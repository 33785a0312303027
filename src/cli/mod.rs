//! CLI module for Gatekeeper
//!
//! Command-line parsing for the gatekeeper-server binary.

use clap::{Parser, Subcommand};
use std::path::PathBuf;

/// Gatekeeper - authentication, authorization and request validation
#[derive(Parser, Debug)]
#[command(
    name = "gatekeeper-server",
    version,
    about = "Gatekeeper - authentication, authorization and request validation",
    after_help = "EXAMPLES:\n    \
                  gatekeeper-server                          # Start the server (reads gatekeeper.toml)\n    \
                  gatekeeper-server --config prod.toml       # Use a custom config file\n    \
                  gatekeeper-server config --validate        # Check the configuration and exit"
)]
pub struct Cli {
    /// Path to the configuration file
    #[arg(
        short,
        long,
        env = "GATEKEEPER_CONFIG",
        default_value = "gatekeeper.toml",
        global = true
    )]
    pub config: PathBuf,

    /// Subcommand to execute
    #[command(subcommand)]
    pub command: Option<Commands>,
}

/// Available CLI subcommands
#[derive(Subcommand, Debug, PartialEq, Eq)]
pub enum Commands {
    /// Start the HTTP server (default)
    Serve,

    /// Show configuration information
    Config {
        /// Only validate the configuration, print nothing on success
        #[arg(long)]
        validate: bool,
    },
}

impl Cli {
    /// Parse CLI arguments
    pub fn parse_args() -> Self {
        Self::parse()
    }
}
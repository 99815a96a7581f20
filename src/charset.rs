// Copyright (c) 2026 rezky_nightky

/// Half-width katakana plus digits and a few symbols, the classic rain set.
pub const MATRIX_GLYPHS: [char; 54] = [
    'ﾊ', 'ﾐ', 'ﾋ', 'ｰ', 'ｳ', 'ｼ', 'ﾅ', 'ﾓ', 'ﾆ', 'ｻ', 'ﾜ', 'ﾂ', 'ｵ', 'ﾘ', 'ｱ', 'ﾎ', 'ﾃ', 'ﾏ',
    'ｹ', 'ﾒ', 'ｴ', 'ｶ', 'ｷ', 'ﾑ', 'ﾕ', 'ﾗ', 'ｾ', 'ﾈ', 'ｽ', 'ﾀ', 'ﾇ', 'ﾍ', '0', '1', '2', '3',
    '4', '5', '6', '7', '8', '9', 'Y', 'Z', ':', '.', '=', '*', '+', '-', '<', '>', '¦', '|',
];

/// Safe subset for terminals whose locale cannot render katakana.
pub const ASCII_GLYPHS: [char; 21] = [
    '0', '1', '2', '3', '4', '5', '6', '7', '8', '9', 'Y', 'Z', ':', '.', '=', '*', '+', '-',
    '<', '>', '|',
];

pub fn default_to_ascii() -> bool {
    let lang = std::env::var("LANG").unwrap_or_default();
    !lang.to_ascii_uppercase().contains("UTF")
}

pub fn charset_from_str(spec: &str, ascii_fallback: bool) -> Result<Vec<char>, String> {
    match spec.trim().to_ascii_lowercase().as_str() {
        "auto" => Ok(if ascii_fallback {
            ASCII_GLYPHS.to_vec()
        } else {
            MATRIX_GLYPHS.to_vec()
        }),
        "matrix" => Ok(MATRIX_GLYPHS.to_vec()),
        "ascii" => Ok(ASCII_GLYPHS.to_vec()),
        _ => Err(format!(
            "unsupported charset: {} (allowed: auto, matrix, ascii)",
            spec
        )),
    }
}

#[cfg(test)]
mod tests {
    use super::*;

    #[test]
    fn auto_respects_locale_fallback() {
        assert_eq!(charset_from_str("auto", true).unwrap(), ASCII_GLYPHS);
        assert_eq!(charset_from_str("auto", false).unwrap(), MATRIX_GLYPHS);
    }

    #[test]
    fn unknown_preset_is_rejected() {
        assert!(charset_from_str("klingon", false).is_err());
    }
}
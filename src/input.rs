// Copyright (c) 2026 rezky_nightky

use std::io;
use std::time::Duration;

use crossterm::event::{self, Event, KeyCode, KeyEventKind};

use crate::palette::Scheme;

/// Everything the frame loop can be asked to do. Key-code mapping lives
/// here; what a command means against the tunables is the loop's business.
#[derive(Clone, Copy, Debug, PartialEq, Eq)]
pub enum Command {
    Quit,
    TogglePause,
    OpenMenu,
    /// Less frame delay.
    SpeedUp,
    /// More frame delay.
    SpeedDown,
    /// Lower spawn period.
    DensityUp,
    /// Higher spawn period.
    DensityDown,
    LengthUp,
    LengthDown,
    ShiftScheme(i32),
    SelectScheme(Scheme),
}

#[derive(Clone, Copy, Debug, PartialEq, Eq)]
pub enum InputEvent {
    Command(Command),
    /// A pressed key with no binding. Screensaver mode quits on these too.
    OtherKey,
    Resize(u16, u16),
}

/// Non-blocking poll: returns immediately with None once no event is
/// pending. Repeat and release key events are swallowed without ending the
/// drain.
pub fn poll_input() -> io::Result<Option<InputEvent>> {
    while event::poll(Duration::from_millis(0))? {
        match event::read()? {
            Event::Resize(w, h) => return Ok(Some(InputEvent::Resize(w, h))),
            Event::Key(k) if k.kind == KeyEventKind::Press => {
                return Ok(Some(match map_key(k.code) {
                    Some(cmd) => InputEvent::Command(cmd),
                    None => InputEvent::OtherKey,
                }));
            }
            _ => {}
        }
    }
    Ok(None)
}

#[derive(Clone, Copy, Debug, PartialEq, Eq)]
pub enum MenuInput {
    Key(KeyCode),
    Resize(u16, u16),
}

/// Blocking read for the modal menu, which has nothing to animate while it
/// waits. Any key press comes back raw; the menu decides what it means.
pub fn wait_input() -> io::Result<MenuInput> {
    loop {
        match event::read()? {
            Event::Resize(w, h) => return Ok(MenuInput::Resize(w, h)),
            Event::Key(k) if k.kind == KeyEventKind::Press => return Ok(MenuInput::Key(k.code)),
            _ => {}
        }
    }
}

pub fn map_key(code: KeyCode) -> Option<Command> {
    match code {
        KeyCode::Esc | KeyCode::Char('q' | 'Q') => Some(Command::Quit),
        KeyCode::Char(' ') => Some(Command::TogglePause),
        KeyCode::Char('m' | 'M') => Some(Command::OpenMenu),
        KeyCode::Up => Some(Command::SpeedUp),
        KeyCode::Down => Some(Command::SpeedDown),
        KeyCode::Left => Some(Command::ShiftScheme(-1)),
        KeyCode::Right => Some(Command::ShiftScheme(1)),
        KeyCode::Char('w' | 'W') => Some(Command::DensityUp),
        KeyCode::Char('s' | 'S') => Some(Command::DensityDown),
        KeyCode::Char('d' | 'D') => Some(Command::LengthUp),
        KeyCode::Char('a' | 'A') => Some(Command::LengthDown),
        KeyCode::Char('x' | 'X') => Some(Command::SelectScheme(Scheme::Test)),
        KeyCode::Char('g' | 'G') => Some(Command::SelectScheme(Scheme::Green)),
        KeyCode::Char('b' | 'B') => Some(Command::SelectScheme(Scheme::Blue)),
        KeyCode::Char('r' | 'R') => Some(Command::SelectScheme(Scheme::Red)),
        KeyCode::Char('y' | 'Y') => Some(Command::SelectScheme(Scheme::Yellow)),
        _ => None,
    }
}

- - -

The line with "pub const MATRIX_GLYPHS: [char;" marks the end; reproduce exactly every line from the start of the entries up to it, that line included.

repository 33785a0312303027
filename src/cli/mod.rs
//! CLI module for Gatekeeper
//!
//! Command-line parsing for the gatekeeper-server binary.

use clap::{Parser, Subcommand};
use std::path::PathBuf;

/// Gatekeeper - authentication, authorization and request validation
#[derive(Parser, Debug)]
#[command(
    name = "gatekeeper-server",
    version,
    about = "Gatekeeper - authentication, authorization and request validation",
    after_help = "EXAMPLES:\n    \
                  gatekeeper-server                          # Start the server (reads gatekeeper.toml)\n    \
                  gatekeeper-server --config prod.toml       # Use a custom config file\n    \
                  gatekeeper-server config --validate        # Check the configuration and exit"
)]
pub struct Cli {
    /// Path to the configuration file
    #[arg(
        short,
        long,
        env = "GATEKEEPER_CONFIG",
        default_value = "gatekeeper.toml",
        global = true
    )]
    pub config: PathBuf,

    /// Subcommand to execute
    #[command(subcommand)]
    pub command: Option<Commands>,
}

/// Available CLI subcommands
#[derive(Subcommand, Debug, PartialEq, Eq)]
pub enum Commands {
    /// Start the HTTP server (default)
    Serve,

    /// Show configuration information
    Config {
        /// Only validate the configuration, print nothing on success
        #[arg(long)]
        validate: bool,
    },
}

impl Cli {
    /// Parse CLI arguments
    pub fn parse_args() -> Self {
        Self::parse()
    }
}
repository 99815a96a7581f20
filename src/charset.rs
// Copyright (c) 2026 rezky_nightky

/// Half-width katakana plus digits and a few symbols, the classic rain set.
pub const MATRIX_GLYPHS: [char; 54] = [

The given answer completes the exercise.